Gostava de poder abortar o meu governo é um dos slogan dos protestos das mulheres polacas numa luta incansável pelos seus direitos.

A benesse e altruísmo de Duda não inclui, uma vez mais, as mulheres e os seus direitos, pelos quais têm lutado ao longo de décadas. Em Março revoga um projeto-lei para liberalização da pílula-do-dia-seguinte para todas as mulheres a partir dos 15 anos de idade mostrando a sua lealdade para com a Igreja Católica, o core do PiS e o eleitorado ultra-conservador.
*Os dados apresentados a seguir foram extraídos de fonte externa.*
use crate::survey::*;

use serde::{Deserialize, Serialize};

#[derive(Eq, PartialEq, Debug, Clone, Serialize, Deserialize)]
pub struct OutputSettings {
    #[serde(rename = "reportName")]
    pub report_name: String,
    #[serde(rename = "outputDirectory")]
    pub output_directory: Option<String>,
}

/// The description of the report, as written in the summary.
#[derive(Eq, PartialEq, Debug, Clone, Serialize, Deserialize)]
pub struct OutputConfig {
    pub report: String,
    pub date: String,
    pub place: Option<String>,
}

#[derive(Eq, PartialEq, Debug, Clone, Serialize, Deserialize)]
pub struct InputSettings {
    pub provider: Option<String>,
    #[serde(rename = "filePath")]
    pub file_path: String,
    #[serde(rename = "excelWorksheetName")]
    pub excel_worksheet_name: Option<String>,
}

#[derive(Eq, PartialEq, Debug, Clone, Serialize, Deserialize)]
pub struct RadioQuestionSettings {
    pub prompt: String,
    pub columns: Vec<JSValue>,
    pub options: Vec<String>,
}

/// The configuration file, as written by the user.
#[derive(Eq, PartialEq, Debug, Clone, Serialize, Deserialize)]
pub struct SurveySettings {
    #[serde(rename = "outputSettings")]
    pub output_settings: OutputSettings,
    #[serde(rename = "inputSettings")]
    pub input_settings: Option<InputSettings>,
    pub columns: Vec<String>,
    #[serde(rename = "yesNo", default)]
    pub yes_no: Vec<JSValue>,
    #[serde(rename = "semicolonLists", default)]
    pub semicolon_lists: Vec<JSValue>,
    #[serde(rename = "freeformText", default)]
    pub freeform_text: Vec<JSValue>,
    #[serde(rename = "radioQuestions", default)]
    pub radio_questions: Vec<RadioQuestionSettings>,
    #[serde(rename = "servingAreaColumn")]
    pub serving_area_column: Option<String>,
}

/// The validated configuration of a run.
#[derive(Eq, PartialEq, Debug, Clone)]
pub struct SurveyConfig {
    pub output_settings: OutputSettings,
    pub input_settings: Option<InputSettings>,
    pub schema: SurveySchema,
    /// The directory that relative paths of the configuration are resolved against.
    pub root_dir: Option<PathBuf>,
}

pub fn read_config(path: &str) -> SurveyResult<SurveyConfig> {
    let contents = fs::read_to_string(path).context(OpeningJsonSnafu { path })?;
    let mut config = parse_config(&contents)?;
    config.root_dir = Path::new(path).parent().map(|p| p.to_path_buf());
    Ok(config)
}

pub fn parse_config(contents: &str) -> SurveyResult<SurveyConfig> {
    let settings: SurveySettings = serde_json::from_str(contents).context(ParsingJsonSnafu {})?;
    info!("config: {:?}", settings);
    let columns = settings.columns.clone();

    let yes_no = resolve_columns(&settings.yes_no, &columns)?;
    let semicolon_lists = resolve_columns(&settings.semicolon_lists, &columns)?;
    let freeform_text = resolve_columns(&settings.freeform_text, &columns)?;
    let mut radio_groups: Vec<RadioGroup> = Vec::new();
    for rq in settings.radio_questions.iter() {
        radio_groups.push(RadioGroup {
            prompt: rq.prompt.clone(),
            columns: resolve_columns(&rq.columns, &columns)?,
            options: rq.options.clone(),
        });
    }

    let mut schema = SurveySchema::new(
        columns,
        yes_no,
        semicolon_lists,
        freeform_text,
        radio_groups,
    )
    .context(CrunchingSnafu {})?;
    if let Some(c) = &settings.serving_area_column {
        schema = schema.with_serving_area(c).context(CrunchingSnafu {})?;
    }

    Ok(SurveyConfig {
        output_settings: settings.output_settings,
        input_settings: settings.input_settings,
        schema,
        root_dir: None,
    })
}

/// Reads a summary written by a previous run.
pub fn read_summary(path: &str) -> SurveyResult<JSValue> {
    let contents = fs::read_to_string(path).context(OpeningJsonSnafu { path })?;
    let js: JSValue = serde_json::from_str(contents.as_str()).context(ParsingJsonSnafu {})?;
    Ok(js)
}

/// Turns the column references of the configuration into column names.
fn resolve_columns(refs: &[JSValue], columns: &[String]) -> SurveyResult<Vec<String>> {
    let mut res: Vec<String> = Vec::new();
    for r in refs {
        for idx in read_column_ref(r, columns)? {
            res.push(columns[idx].clone());
        }
    }
    Ok(res)
}

// A reference is a column name, an index (number or string) or a range of indexes "start..end".
fn read_column_ref(x: &JSValue, columns: &[String]) -> SurveyResult<Vec<usize>> {
    let reference = x.to_string();
    let check = |idx: usize| -> SurveyResult<usize> {
        ensure!(
            idx < columns.len(),
            ParsingColumnRefSnafu {
                reference: x.to_string()
            }
        );
        Ok(idx)
    };
    match x {
        JSValue::Number(n) => {
            let idx = n
                .as_u64()
                .map(|x| x as usize)
                .context(ParsingColumnRefSnafu {
                    reference: reference.clone(),
                })?;
            Ok(vec![check(idx)?])
        }
        // Names take precedence over the other notations.
        JSValue::String(s) if columns.contains(s) => {
            let idx = columns.iter().position(|c| c == s).unwrap_or_default();
            Ok(vec![idx])
        }
        JSValue::String(s) if s.contains("..") => {
            let (start_s, end_s) = s.split_once("..").unwrap_or_default();
            let start = start_s.trim().parse::<usize>().ok();
            let end = end_s.trim().parse::<usize>().ok();
            match (start, end) {
                (Some(start), Some(end)) if start < end && end <= columns.len() => {
                    Ok((start..end).collect())
                }
                _ => ParsingColumnRefSnafu { reference }.fail(),
            }
        }
        JSValue::String(s) => {
            let idx = s.trim().parse::<usize>().ok().context(ParsingColumnRefSnafu {
                reference: reference.clone(),
            })?;
            Ok(vec![check(idx)?])
        }
        _ => ParsingColumnRefSnafu { reference }.fail(),
    }
}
Foi também ano de eleições autárquicas onde o PiS ganhou no número de câmaras municipais arrecadadas, sobretudo fora dos grandes centros urbanos e no Leste do país. Será isso um sinal do vencedor das próximas eleições legislativas? O tempo o dirá apesar da vitória da Coligação nas eleições seguintes, em Junho, para o parlamento europeu. 

A Leste nada de bom...

As fronteiras Leste da Polónia são agora e mais do que nunca uma fonte de preocupação e despesas imensas, diárias, com segurança e defesa. O enclave de Kaliningrad (agora Konigsberg), Bielorrússia e Ucrânia são foco de monitorização e no caso da Bielorrússia, de tentativas de atravessamento por parte de (ditos) migrantes-económicos e refugiados. Na realidade, a par e passo, constrói-se uma quase zona desmilitarizada ao estilo da que existe entre as Coreias. 
A gravidade da situação culminou nos finais de Maio quando uma patrulha polaca foi atacada por migrantes que tentavam atravessar ilegalmente a fronteira na zona da Voivoda de Podlaskie. 
No ataque foi interrompida a vida do soldado Mateusz Sitek aos 21 anos. 


A morte de Mateusz Sitek fez transbordar o copo de água. Até então o uso de armas de fogo por patrulhas fronteiriças polacas era restrito e até punido em tribunal marcial apesar do reconhecimento oficial das "guerras híbridas" de Moscovo e do cão de colo de Putin em Minsk - Lukashenko. Usar seres humanos para destabilizar o Ocidente e as fronteiras Leste da NATO é apenas mais uma das inenarráveis estratégias abjectas da Federação Russa sob o jugo de Putin. 
Desde o ataque que os soldados polacos passaram a ter apoio popular e suporte da Direita polaca para atirarem a matar se necessário, o uso de fogo real parece ter surtido efeito já que não só os ataques cessaram como as incursões, no entanto o impacto na natureza (a zona é parte da magnífica Floresta de Białowieża e património da UNESCO) e turismo faz-se sentir e irá repercutir nas próximas décadas.

 Foto: Stach Antkowiak - fronteira entre a Polónia e a Bielorrússia. 

O fim do ano e as perspectivas para 2025 parecem pautar-se com uma cada vez mais forte colaboração entre os estados bálticos e a Polónia em matéria de defesa enquanto com a Alemanha se degradam. Os alemães parecem querer jogar numa posição de distanciamento com os objectivos de Varsóvia, Estónia, Letónia e Lituânia no respeitante à defesa das fronteiras, defesa contra uma potencial guerra com a Rússia e guerras híbridas de e com Moscovo, numa tentativa de agradar a gregos e a troianos. 
A realidade é que a dependência energética dos alemães com a Rússia e os mega-projectos como o gasoduto Nordstream 2 podem estar, enquanto ruge a guerra na Ucrânia e as sanções económicas, relegadas para segundo plano mas parece cada vez mais evidente que a recente abordagem diplomática do chanceler Olaf Scholz com Vladimir Putin trás consigo uma intenção de restabelecer as futuras relações económicas com a Federação Russa. A desunião europeia também existe e usando a expressão emprestada da língua inglesa: Money talks! 

Renovados votos de bom ano novo para todos!